Mel Stride, a former Treasury minister who leads the Treasury Committee in the House of Commons, said sterling’s move is “is something we should be concerned about” and that “the most worrying thing is the cost-push inflation on imports.”
The comments suggest the mood among policymakers about the currency may be shifting from indifference to alarm. A weaker exchange rate tends to push up inflation by adding to the cost of imports, tightening the squeeze on consumer spending power.
The pound has suffered this year as the US Federal Reserve pulled ahead of the Bank of England in tightening monetary policy to curb a global surge in inflation. The decline also reflects a fall in trade following the pandemic and Britain’s departure from the European Union.
The impact has been most obvious on fuel prices because oil is priced in dollars. Pump prices are higher today, with oil below $120 a barrel, than they were in 2008 when oil peaked at over $140 a barrel. Most senior officials have been silent about the currency. But a few are starting to speak publicly about it.
Catherine Mann, one of three Bank of England ratesetters who voted for a half point increase in interest rates last week, said on Monday that the BOE should respond to the strengthening dollar with “robust” rate rises. That would reduce “the risk that domestic inflation is boosted by inflation imported via a sterling depreciation,” she said.
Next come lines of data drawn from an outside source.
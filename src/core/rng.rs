//! Deterministic random number generation for agents and simulations.
//!
//! ## Key Features
//!
//! - **Deterministic**: Same seed produces identical sequence
//! - **Seed drawing**: A master generator hands out child seeds in order
//!
//! Every agent owns its own `GameRng`; nothing in the crate touches a global
//! generator.
//!
//! ```
//! use rust_games::core::GameRng;
//!
//! let mut a = GameRng::new(42);
//! let mut b = GameRng::new(42);
//! let items = [1, 2, 3, 4, 5];
//! assert_eq!(a.choose(&items), b.choose(&items));
//! ```

use rand::{Rng, SeedableRng};
use rand_chacha::ChaCha8Rng;
use std::ops::RangeInclusive;

/// Deterministic seeded RNG.
///
/// Uses ChaCha8 for speed while keeping stream quality high.
#[derive(Clone, Debug)]
pub struct GameRng {
    inner: ChaCha8Rng,
    seed: u64,
}

impl GameRng {
    /// Create a new RNG with the given seed.
    #[must_use]
    pub fn new(seed: u64) -> Self {
        Self {
            inner: ChaCha8Rng::seed_from_u64(seed),
            seed,
        }
    }

    /// The seed this generator was created from.
    #[must_use]
    pub fn seed(&self) -> u64 {
        self.seed
    }

    /// Generate a random u32 in the given inclusive range.
    pub fn gen_range_u32(&mut self, range: RangeInclusive<u32>) -> u32 {
        self.inner.gen_range(range)
    }

    /// Draw a seed for a child agent, in `1..=1_000_000`.
    pub fn gen_seed(&mut self) -> u64 {
        self.inner.gen_range(1..=1_000_000)
    }

    /// Choose a random element from a slice.
    #[must_use]
    pub fn choose<'a, T>(&mut self, slice: &'a [T]) -> Option<&'a T> {
        use rand::seq::SliceRandom;
        slice.choose(&mut self.inner)
    }
}

#[cfg(test)]
mod tests {
    use super::*;

    #[test]
    fn test_determinism() {
        let mut rng1 = GameRng::new(42);
        let mut rng2 = GameRng::new(42);

        for _ in 0..100 {
            assert_eq!(rng1.gen_range_u32(0..=999), rng2.gen_range_u32(0..=999));
        }
    }

    #[test]
    fn test_different_seeds() {
        let mut rng1 = GameRng::new(1);
        let mut rng2 = GameRng::new(2);

        let seq1: Vec<_> = (0..10).map(|_| rng1.gen_range_u32(0..=999)).collect();
        let seq2: Vec<_> = (0..10).map(|_| rng2.gen_range_u32(0..=999)).collect();

        assert_ne!(seq1, seq2);
    }

    #[test]
    fn test_seed_drawing_is_deterministic() {
        let mut master1 = GameRng::new(42);
        let mut master2 = GameRng::new(42);

        let seeds1: Vec<_> = (0..20).map(|_| master1.gen_seed()).collect();
        let seeds2: Vec<_> = (0..20).map(|_| master2.gen_seed()).collect();

        assert_eq!(seeds1, seeds2);
        assert_eq!(master1.seed(), 42);
    }

    #[test]
    fn test_gen_range_u32_inclusive() {
        let mut rng = GameRng::new(7);
        for _ in 0..200 {
            let n = rng.gen_range_u32(10..=20);
            assert!((10..=20).contains(&n));
        }
        assert_eq!(rng.gen_range_u32(5..=5), 5);
    }

    #[test]
    fn test_gen_seed_range() {
        let mut rng = GameRng::new(3);
        for _ in 0..100 {
            let seed = rng.gen_seed();
            assert!((1..=1_000_000).contains(&seed));
        }
    }

    #[test]
    fn test_choose() {
        let mut rng = GameRng::new(42);
        let items = vec![1, 2, 3, 4, 5];

        let chosen = rng.choose(&items);
        assert!(chosen.is_some());
        assert!(items.contains(chosen.unwrap()));

        let empty: Vec<i32> = vec![];
        assert!(rng.choose(&empty).is_none());
    }
}
//! Player identification and per-player data storage.
//!
//! ## PlayerId
//!
//! The two sides of a zero-sum game, carrying the signs `+1` and `-1` used by
//! utilities and board cells.
//!
//! ## PlayerMap
//!
//! Two-slot storage indexed by `PlayerId`.

use serde::{Deserialize, Serialize};
use std::ops::{Index, IndexMut};

/// One of the two players.
///
/// `First` always moves first and is worth `+1`; `Second` is worth `-1`.
#[derive(Clone, Copy, Debug, PartialEq, Eq, Hash, Serialize, Deserialize)]
pub enum PlayerId {
    First,
    Second,
}

impl PlayerId {
    /// Both players in turn order.
    pub const ALL: [PlayerId; 2] = [PlayerId::First, PlayerId::Second];

    /// Signed identifier: `+1` for `First`, `-1` for `Second`.
    #[must_use]
    pub const fn sign(self) -> i8 {
        match self {
            PlayerId::First => 1,
            PlayerId::Second => -1,
        }
    }

    /// Parse a signed identifier. Anything other than `+1`/`-1` is rejected.
    #[must_use]
    pub const fn from_sign(sign: i8) -> Option<Self> {
        match sign {
            1 => Some(PlayerId::First),
            -1 => Some(PlayerId::Second),
            _ => None,
        }
    }

    /// The other player.
    #[must_use]
    pub const fn opponent(self) -> Self {
        match self {
            PlayerId::First => PlayerId::Second,
            PlayerId::Second => PlayerId::First,
        }
    }

    /// Slot index (0 for `First`, 1 for `Second`).
    #[must_use]
    pub const fn index(self) -> usize {
        match self {
            PlayerId::First => 0,
            PlayerId::Second => 1,
        }
    }

    /// Board symbol used by the grid games.
    #[must_use]
    pub const fn symbol(self) -> char {
        match self {
            PlayerId::First => 'X',
            PlayerId::Second => 'O',
        }
    }
}

impl std::fmt::Display for PlayerId {
    fn fmt(&self, f: &mut std::fmt::Formatter<'_>) -> std::fmt::Result {
        write!(f, "Player {}", self.sign())
    }
}

/// Per-player data storage with O(1) access.
///
/// ## Example
///
/// ```
/// use rust_games::core::{PlayerId, PlayerMap};
///
/// let mut moves: PlayerMap<u32> = PlayerMap::with_value(0);
/// moves[PlayerId::Second] += 2;
/// assert_eq!(moves[PlayerId::First], 0);
/// assert_eq!(moves[PlayerId::Second], 2);
/// ```
#[derive(Clone, Debug, PartialEq, Eq, Hash, Serialize, Deserialize)]
pub struct PlayerMap<T> {
    data: [T; 2],
}

impl<T> PlayerMap<T> {
    /// Create a new PlayerMap with values from a factory function.
    pub fn new(mut factory: impl FnMut(PlayerId) -> T) -> Self {
        Self {
            data: [factory(PlayerId::First), factory(PlayerId::Second)],
        }
    }

    /// Create a new PlayerMap with both entries set to the same value.
    pub fn with_value(value: T) -> Self
    where
        T: Clone,
    {
        Self::new(|_| value.clone())
    }

    /// Create a new PlayerMap with default values.
    pub fn with_default() -> Self
    where
        T: Default,
    {
        Self::new(|_| T::default())
    }

    #[must_use]
    pub fn get(&self, player: PlayerId) -> &T {
        &self.data[player.index()]
    }

    pub fn get_mut(&mut self, player: PlayerId) -> &mut T {
        &mut self.data[player.index()]
    }

    /// Iterate over (PlayerId, &T) pairs in turn order.
    pub fn iter(&self) -> impl Iterator<Item = (PlayerId, &T)> {
        PlayerId::ALL.into_iter().zip(self.data.iter())
    }

    /// Consume the map into its two values, `First` then `Second`.
    pub fn into_inner(self) -> [T; 2] {
        self.data
    }
}

impl<T> Index<PlayerId> for PlayerMap<T> {
    type Output = T;

    fn index(&self, player: PlayerId) -> &Self::Output {
        self.get(player)
    }
}

impl<T> IndexMut<PlayerId> for PlayerMap<T> {
    fn index_mut(&mut self, player: PlayerId) -> &mut Self::Output {
        self.get_mut(player)
    }
}

#[cfg(test)]
mod tests {
    use super::*;

    #[test]
    fn test_player_id_basics() {
        assert_eq!(PlayerId::First.sign(), 1);
        assert_eq!(PlayerId::Second.sign(), -1);
        assert_eq!(PlayerId::First.opponent(), PlayerId::Second);
        assert_eq!(PlayerId::Second.opponent(), PlayerId::First);
        assert_eq!(format!("{}", PlayerId::Second), "Player -1");
    }

    #[test]
    fn test_from_sign() {
        assert_eq!(PlayerId::from_sign(1), Some(PlayerId::First));
        assert_eq!(PlayerId::from_sign(-1), Some(PlayerId::Second));
        assert_eq!(PlayerId::from_sign(0), None);
        assert_eq!(PlayerId::from_sign(2), None);
    }

    #[test]
    fn test_player_map_new() {
        let map: PlayerMap<i32> = PlayerMap::new(|p| p.sign() as i32 * 10);
        assert_eq!(map[PlayerId::First], 10);
        assert_eq!(map[PlayerId::Second], -10);
    }

    #[test]
    fn test_player_map_mutation() {
        let mut map: PlayerMap<f64> = PlayerMap::with_default();
        map[PlayerId::First] += 1.5;
        map[PlayerId::Second] += 0.25;
        assert_eq!(map.into_inner(), [1.5, 0.25]);
    }

    #[test]
    fn test_player_map_iter() {
        let map: PlayerMap<&str> = PlayerMap::new(|p| match p {
            PlayerId::First => "a",
            PlayerId::Second => "b",
        });
        let pairs: Vec<_> = map.iter().collect();
        assert_eq!(pairs, vec![(PlayerId::First, &"a"), (PlayerId::Second, &"b")]);
    }

    #[test]
    fn test_player_map_serialization() {
        let map: PlayerMap<u32> = PlayerMap::new(|p| p.index() as u32 + 1);
        let json = serde_json::to_string(&map).unwrap();
        let deserialized: PlayerMap<u32> = serde_json::from_str(&json).unwrap();
        assert_eq!(map, deserialized);
    }
}
//! # rust-games
//!
//! Two-player, zero-sum, perfect-information games with exhaustive
//! minimax agents.
//!
//! ## Design Principles
//!
//! 1. **One Contract**: Every game implements `Game`. Search, agents and
//!    drivers are generic over it and never look inside a position.
//!
//! 2. **Values Not Handles**: A game is a plain value. Cloning gives an
//!    independent branch; search clones once per edge.
//!
//! 3. **Owned Randomness**: Each agent owns a seeded `GameRng`. There is no
//!    global RNG, so the same seeds always give the same games.
//!
//! ## Modules
//!
//! - `core`: Players, RNG, game configuration
//! - `rules`: The `Game` trait and outcomes
//! - `games`: Halving game, tic-tac-toe, nim, connect four
//! - `search`: Exhaustive minimax
//! - `agents`: Random, minimax and human agents
//! - `play`: Two-agent match driver
//! - `simulation`: Parallel batch simulation with CSV output
//! - `logging`: Terminal and file loggers (feature `cli`)

pub mod agents;
pub mod core;
pub mod error;
pub mod games;
#[cfg(feature = "cli")]
pub mod logging;
pub mod play;
pub mod rules;
pub mod search;
pub mod simulation;

// Re-export commonly used types
pub use crate::core::{GameConfig, GameRng, PlayerId, PlayerMap};

pub use crate::error::{Error, Result};

pub use crate::rules::{Game, GameResult, Outcome};

pub use crate::games::{
    Cell, ConnectFourGame, HalvingGame, HalvingMove, NimGame, NimMove, TicTacToeGame,
};

pub use crate::search::{Minimax, SearchStats};

pub use crate::agents::{Agent, AgentKind, MinimaxAgent, RandomAgent};
#[cfg(feature = "cli")]
pub use crate::agents::HumanAgent;

pub use crate::play::{Match, MatchReport, Turn};

pub use crate::simulation::{MatchRecord, SimulationConfig, Simulator, Summary};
Stride welcomed Mann’s observation and pointed out that last week’s rate rise was significantly smaller than the three quarter rate increase in the US the previous day.
In a piece for the Financial Times on Monday, Nicholas Macpherson, a former top civil servant at the Treasury, wrote that a weak pound “increases the cost of living” and it might be “time to embrace sound money” again.
BOE Chief Economist Huw Pill said on Tuesday that raising rates to prop up the pound would be a “distraction” since the central bank does “not have an exchange rate target.”
Stride was speaking as he unveiled a specialist sub-committee to ensure the government does not exercise undue influence over financial regulators. The specialist sub-committee will be made up of industry experts, regulators and politicians. It will have an unlimited budget to call on external experts.
The new group will help the main committee “hold to account” the Treasury over the direction of laws that will replace the European Union framework currently used to govern UK financial regulation.
The committee warned last month against any pressure to “inappropriately water down” regulations after the government proposed giving regulators a secondary objective to consider international competitiveness and economic growth when setting policy.